Outrageous, darkly comic fun of the sort you’d expect from Palahniuk.

The latest comic outrage from Palahniuk (Choke, 2001, etc.) concerns a lethal African poem, an unwitting serial killer, a haunted-house broker, and a frozen baby. In other words, the usual Palahniuk fare.

Carl Streator is a grizzled City Desk reporter whose outlook on life has a lot to do with years of interviewing grief-stricken parents, spouses, children, victims, and survivors. His latest investigation is a series of crib deaths. A very good reporter, one thing he’s got is an eye for detail, and he notices that there’s always a copy of the same book (Poems and Rhymes Around the World) at the scene of these deaths. In fact, more often than not, the book is open to an African nursery rhyme called a “culling chant.” A deadly lullaby? It sounds crazy, but Carl discovers that simply by thinking about someone while reciting the poem he can knock him off in no time at all. First, his editor dies. Then an annoying radio host named Dr. Sara. It’s too much to be a coincidence: Carl needs help—and fast, before he kills off everyone he knows. He investigates the book and finds that it was published in a small edition now mainly held in public libraries, so he begins by tracking down everyone known to have checked the book out. This brings him to the office of Helen Hoover Boyle, a realtor who makes a good living selling haunted houses—and reselling them a few months later after the owners move out.

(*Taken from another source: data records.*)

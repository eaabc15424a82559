use serde::Deserialize;
use std::collections::HashSet;
use std::time::Duration;
use thiserror::Error;
use url::Url;

#[derive(Error, Debug, PartialEq, Eq)]
pub enum ValidationError {
    #[error("no upstreams configured")]
    NoUpstreams,

    #[error("empty upstream name")]
    EmptyUpstreamName,

    #[error("duplicate upstream name: {0}")]
    DuplicateUpstream(String),

    #[error("breaker failure threshold cannot be 0")]
    ZeroFailureThreshold,

    #[error("{0} cannot be 0")]
    ZeroDuration(&'static str),
}

/// Aggregation core configuration.
#[derive(Clone, Debug, Deserialize, PartialEq)]
pub struct AggregatorConfig {
    /// Upstream services queried on every aggregation, in merge order.
    pub upstreams: Vec<UpstreamConfig>,
    #[serde(default)]
    pub breaker: BreakerConfig,
    #[serde(default)]
    pub cache: CacheConfig,
    /// Budget for one upstream call, in milliseconds.
    #[serde(default = "default_call_timeout_ms")]
    pub call_timeout_ms: u64,
    /// Budget for the whole fan-out, in milliseconds. Calls still pending
    /// when it expires are abandoned and counted as timeouts.
    #[serde(default = "default_request_deadline_ms")]
    pub request_deadline_ms: u64,
}

impl AggregatorConfig {
    pub fn validate(&self) -> Result<(), ValidationError> {
        if self.upstreams.is_empty() {
            return Err(ValidationError::NoUpstreams);
        }

        let mut names = HashSet::new();
        for upstream in &self.upstreams {
            if upstream.name.is_empty() {
                return Err(ValidationError::EmptyUpstreamName);
            }
            if !names.insert(&upstream.name) {
                return Err(ValidationError::DuplicateUpstream(upstream.name.clone()));
            }
        }

        if self.call_timeout_ms == 0 {
            return Err(ValidationError::ZeroDuration("call_timeout_ms"));
        }
        if self.request_deadline_ms == 0 {
            return Err(ValidationError::ZeroDuration("request_deadline_ms"));
        }

        self.breaker.validate()
    }

    pub fn call_timeout(&self) -> Duration {
        Duration::from_millis(self.call_timeout_ms)
    }

    pub fn request_deadline(&self) -> Duration {
        Duration::from_millis(self.request_deadline_ms)
    }
}

/// Upstream service configuration.
#[derive(Clone, Debug, Deserialize, PartialEq)]
pub struct UpstreamConfig {
    /// Unique identifier for this upstream; keys its breaker and its section
    /// in the aggregate record.
    pub name: String,
    /// Base URL of the upstream service.
    ///
    /// Note: Uses the `url::Url` type for compile-time URL validation.
    /// Invalid URLs will be rejected during config deserialization.
    pub url: Url,
}

/// Circuit breaker tuning, applied to every upstream.
#[derive(Clone, Debug, Deserialize, PartialEq)]
pub struct BreakerConfig {
    /// Failures within the window that trip the breaker open.
    #[serde(default = "default_failure_threshold")]
    pub failure_threshold: u32,
    /// Rolling window the failures are counted over, in milliseconds.
    #[serde(default = "default_failure_window_ms")]
    pub failure_window_ms: u64,
    /// How long an open breaker rejects calls before letting a trial
    /// through, in milliseconds.
    #[serde(default = "default_reset_timeout_ms")]
    pub reset_timeout_ms: u64,
}

impl Default for BreakerConfig {
    fn default() -> Self {
        BreakerConfig {
            failure_threshold: default_failure_threshold(),
            failure_window_ms: default_failure_window_ms(),
            reset_timeout_ms: default_reset_timeout_ms(),
        }
    }
}

impl BreakerConfig {
    pub fn validate(&self) -> Result<(), ValidationError> {
        if self.failure_threshold == 0 {
            return Err(ValidationError::ZeroFailureThreshold);
        }
        if self.reset_timeout_ms == 0 {
            return Err(ValidationError::ZeroDuration("reset_timeout_ms"));
        }
        Ok(())
    }

    pub fn failure_window(&self) -> Duration {
        Duration::from_millis(self.failure_window_ms)
    }

    pub fn reset_timeout(&self) -> Duration {
        Duration::from_millis(self.reset_timeout_ms)
    }
}

/// Result cache tuning.
#[derive(Clone, Debug, Deserialize, PartialEq)]
pub struct CacheConfig {
    /// How long a cached aggregate stays servable, in milliseconds.
    #[serde(default = "default_cache_ttl_ms")]
    pub ttl_ms: u64,
    /// Entry count bound; eviction below the TTL is best-effort only.
    #[serde(default = "default_cache_capacity")]
    pub max_capacity: u64,
}

impl Default for CacheConfig {
    fn default() -> Self {
        CacheConfig {
            ttl_ms: default_cache_ttl_ms(),
            max_capacity: default_cache_capacity(),
        }
    }
}

fn default_failure_threshold() -> u32 {
    5
}

fn default_failure_window_ms() -> u64 {
    30_000
}

fn default_reset_timeout_ms() -> u64 {
    10_000
}

fn default_call_timeout_ms() -> u64 {
    1_000
}

fn default_request_deadline_ms() -> u64 {
    5_000
}

fn default_cache_ttl_ms() -> u64 {
    30_000
}

fn default_cache_capacity() -> u64 {
    10_000
}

A son of Helen’s died of crib death about 20 years ago, and she’s reluctant to talk to Carl until he gains the confidence of her Wiccan secretary, Mona Sabbat. Together, Carl, Helen, Mona, and Mona’s ecoterrorist/scam-artist boyfriend Oyster set out across the country to find and destroy every one of the 200-plus remaining copies of Poems and Rhymes. But can Carl (and Helen) forget the chant themselves? Pandora never did manage to get her box shut, after all.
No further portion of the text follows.